Deste modo, integrando técnicas de massagem, exercícios corporais, recursos da Psicopedagogia, intervenções com base na arte-terapia etc., foi estabelecido um espaço vivencial que deu sustentação aos estudos práticos e teóricos realizados no decorrer do Projeto, conforme será visto a seguir.

 

Desenvolvimento

O Projeto de formação de professores de educação infantil que ora apresento foi desenvolvido junto a um grupo de professores em um Centro de Educação Infantil – CEI – localizado em um bairro de periferia na zona leste da cidade de São Paulo, durante o ano de 2008. Na ocasião a unidade atendia trezentas crianças em idade de zero a quatro anos, contando com uma equipe de oitenta profissionais, dentre os quais setenta eram docentes e apenas dois do sexo masculino.

Desde que assumi as minhas atividades como diretoras neste CEI, em janeiro de 2004, eu tinha a intenção de lá implantar a técnica de massagem Shantala e desenvolver ações sobre esta temática. Nesse sentido, já naquele ano, promovi uma oficina envolvendo pais, professores e funcionários sobre essa técnica de massagem infantil, não havendo, porém, naquele momento, condições organizacionais para que se garantisse a continuidade daquela proposta.

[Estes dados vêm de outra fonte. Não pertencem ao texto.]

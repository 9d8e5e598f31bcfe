//! Cached statement store
//!
//! Holds the parsed statements of one source as an immutable `Arc<[Statement]>`
//! snapshot. The first reader loads it; `refresh` fetches a new batch without
//! holding the lock and swaps the snapshot in one step, so readers see either
//! the old or the new collection, never a mix.

use super::{SourceError, StatementSource};
use crate::model::{Statement, StatementError};
use std::sync::Arc;
use std::time::Instant;
use thiserror::Error;
use tokio::sync::RwLock;
use tracing::info;

/// Errors that can occur while loading the store
#[derive(Debug, Error)]
pub enum StoreError {
    #[error(transparent)]
    Source(#[from] SourceError),

    #[error(transparent)]
    Statement(#[from] StatementError),
}

pub struct StatementStore {
    source: Box<dyn StatementSource>,
    cache: RwLock<Option<Arc<[Statement]>>>,
}

impl StatementStore {
    pub fn new(source: impl StatementSource + 'static) -> Self {
        Self::from_boxed(Box::new(source))
    }

    pub fn from_boxed(source: Box<dyn StatementSource>) -> Self {
        Self {
            source,
            cache: RwLock::new(None),
        }
    }

    /// The current snapshot, loading it on first use
    pub async fn statements(&self) -> Result<Arc<[Statement]>, StoreError> {
        if let Some(snapshot) = self.cache.read().await.as_ref() {
            return Ok(Arc::clone(snapshot));
        }

        let mut cache = self.cache.write().await;
        // another reader may have loaded it while we waited
        if let Some(snapshot) = cache.as_ref() {
            return Ok(Arc::clone(snapshot));
        }

        let snapshot = self.load().await?;
        *cache = Some(Arc::clone(&snapshot));
        Ok(snapshot)
    }

    /// Re-fetch and replace the snapshot. On failure the old snapshot stays.
    pub async fn refresh(&self) -> Result<Arc<[Statement]>, StoreError> {
        let snapshot = self.load().await?;
        *self.cache.write().await = Some(Arc::clone(&snapshot));
        info!(source = self.source.name(), statements = snapshot.len(), "Store refreshed");
        Ok(snapshot)
    }

    /// Drop the snapshot; the next read loads again
    pub async fn invalidate(&self) {
        *self.cache.write().await = None;
    }

    pub async fn is_loaded(&self) -> bool {
        self.cache.read().await.is_some()
    }

    pub fn source_name(&self) -> &str {
        self.source.name()
    }

    async fn load(&self) -> Result<Arc<[Statement]>, StoreError> {
        let start = Instant::now();
        let documents = self.source.fetch().await?;
        let statements = Statement::parse_many(documents)?;

        info!(
            source = self.source.name(),
            statements = statements.len(),
            elapsed_ms = start.elapsed().as_millis() as u64,
            "Statements loaded"
        );
        Ok(statements.into())
    }
}

#[cfg(test)]
mod tests {
    use super::*;
    use async_trait::async_trait;
    use serde_json::{json, Value};
    use std::sync::atomic::{AtomicUsize, Ordering};

    /// Returns one more statement on every fetch
    struct GrowingSource {
        fetches: Arc<AtomicUsize>,
    }

    #[async_trait]
    impl StatementSource for GrowingSource {
        fn name(&self) -> &str {
            "growing"
        }

        async fn fetch(&self) -> Result<Vec<Value>, SourceError> {
            let n = self.fetches.fetch_add(1, Ordering::SeqCst) + 1;
            Ok((0..n)
                .map(|_| {
                    json!({
                        "actor": {"mbox": "mailto:alice@example.com"},
                        "verb": {"id": "http://adlnet.gov/expapi/verbs/completed"},
                        "object": {"id": "http://example.com/course"}
                    })
                })
                .collect())
        }
    }

    struct StaticSource(Result<Vec<Value>, u16>);

    #[async_trait]
    impl StatementSource for StaticSource {
        fn name(&self) -> &str {
            "static"
        }

        async fn fetch(&self) -> Result<Vec<Value>, SourceError> {
            match &self.0 {
                Ok(documents) => Ok(documents.clone()),
                Err(status) => Err(SourceError::Api {
                    status: *status,
                    message: "boom".to_string(),
                }),
            }
        }
    }

    fn growing() -> (StatementStore, Arc<AtomicUsize>) {
        let fetches = Arc::new(AtomicUsize::new(0));
        let store = StatementStore::new(GrowingSource {
            fetches: Arc::clone(&fetches),
        });
        (store, fetches)
    }

    #[tokio::test]
    async fn test_loads_lazily_once() {
        let (store, fetches) = growing();
        assert!(!store.is_loaded().await);

        assert_eq!(store.statements().await.unwrap().len(), 1);
        assert_eq!(store.statements().await.unwrap().len(), 1);
        assert_eq!(fetches.load(Ordering::SeqCst), 1);
        assert!(store.is_loaded().await);
    }

    #[tokio::test]
    async fn test_refresh_swaps_snapshot() {
        let (store, fetches) = growing();
        let old = store.statements().await.unwrap();

        let new = store.refresh().await.unwrap();
        assert_eq!(new.len(), 2);
        assert_eq!(store.statements().await.unwrap().len(), 2);
        assert_eq!(fetches.load(Ordering::SeqCst), 2);

        // readers holding the old snapshot keep it intact
        assert_eq!(old.len(), 1);
    }

    #[tokio::test]
    async fn test_invalidate_reloads() {
        let (store, fetches) = growing();
        store.statements().await.unwrap();
        store.invalidate().await;
        assert_eq!(store.statements().await.unwrap().len(), 2);
        assert_eq!(fetches.load(Ordering::SeqCst), 2);
    }

    #[tokio::test]
    async fn test_concurrent_first_reads_fetch_once() {
        let (store, fetches) = growing();
        let store = Arc::new(store);

        let handles: Vec<_> = (0..8)
            .map(|_| {
                let store = Arc::clone(&store);
                tokio::spawn(async move { store.statements().await.map(|s| s.len()) })
            })
            .collect();
        for handle in handles {
            assert_eq!(handle.await.unwrap().unwrap(), 1);
        }
        assert_eq!(fetches.load(Ordering::SeqCst), 1);
    }

    #[tokio::test]
    async fn test_source_error_is_surfaced() {
        let store = StatementStore::new(StaticSource(Err(503)));
        let err = store.statements().await.unwrap_err();
        assert!(matches!(err, StoreError::Source(SourceError::Api { status: 503, .. })));
        assert!(!store.is_loaded().await);
    }

    #[tokio::test]
    async fn test_malformed_document_is_statement_error() {
        let store = StatementStore::new(StaticSource(Ok(vec![json!({"actor": {}})])));
        let err = store.statements().await.unwrap_err();
        assert!(matches!(
            err,
            StoreError::Statement(StatementError::MalformedAt { index: 0, .. })
        ));
    }
}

Em 2007, buscando alternativas para o atendimento de uma aluna com necessidades especiais - portadora da Síndrome de Edwards -, retomei a proposta de utilização da técnica de massagem Shantala. A criança matriculara-se na escola no início do ano letivo por solicitação da APAE – Associação de Pais e Amigos dos Excepcionais, estando na ocasião com quatro anos de idade. Apesar das suas limitações físicas por usar cadeira de rodas, apresentar pouca coordenação em seus movimentos, e não ter ainda desenvolvido a sua fala, ela encontrava a cada dia novas formas de se comunicar. Ela demonstrava as suas vontades, os seus medos, as suas preferências, através de gestos, olhares, expressões faciais, demonstrando, porém, dificuldades no contato físico com as outras crianças e com as professoras, o que também ocorria na relação com a sua própria mãe e familiares.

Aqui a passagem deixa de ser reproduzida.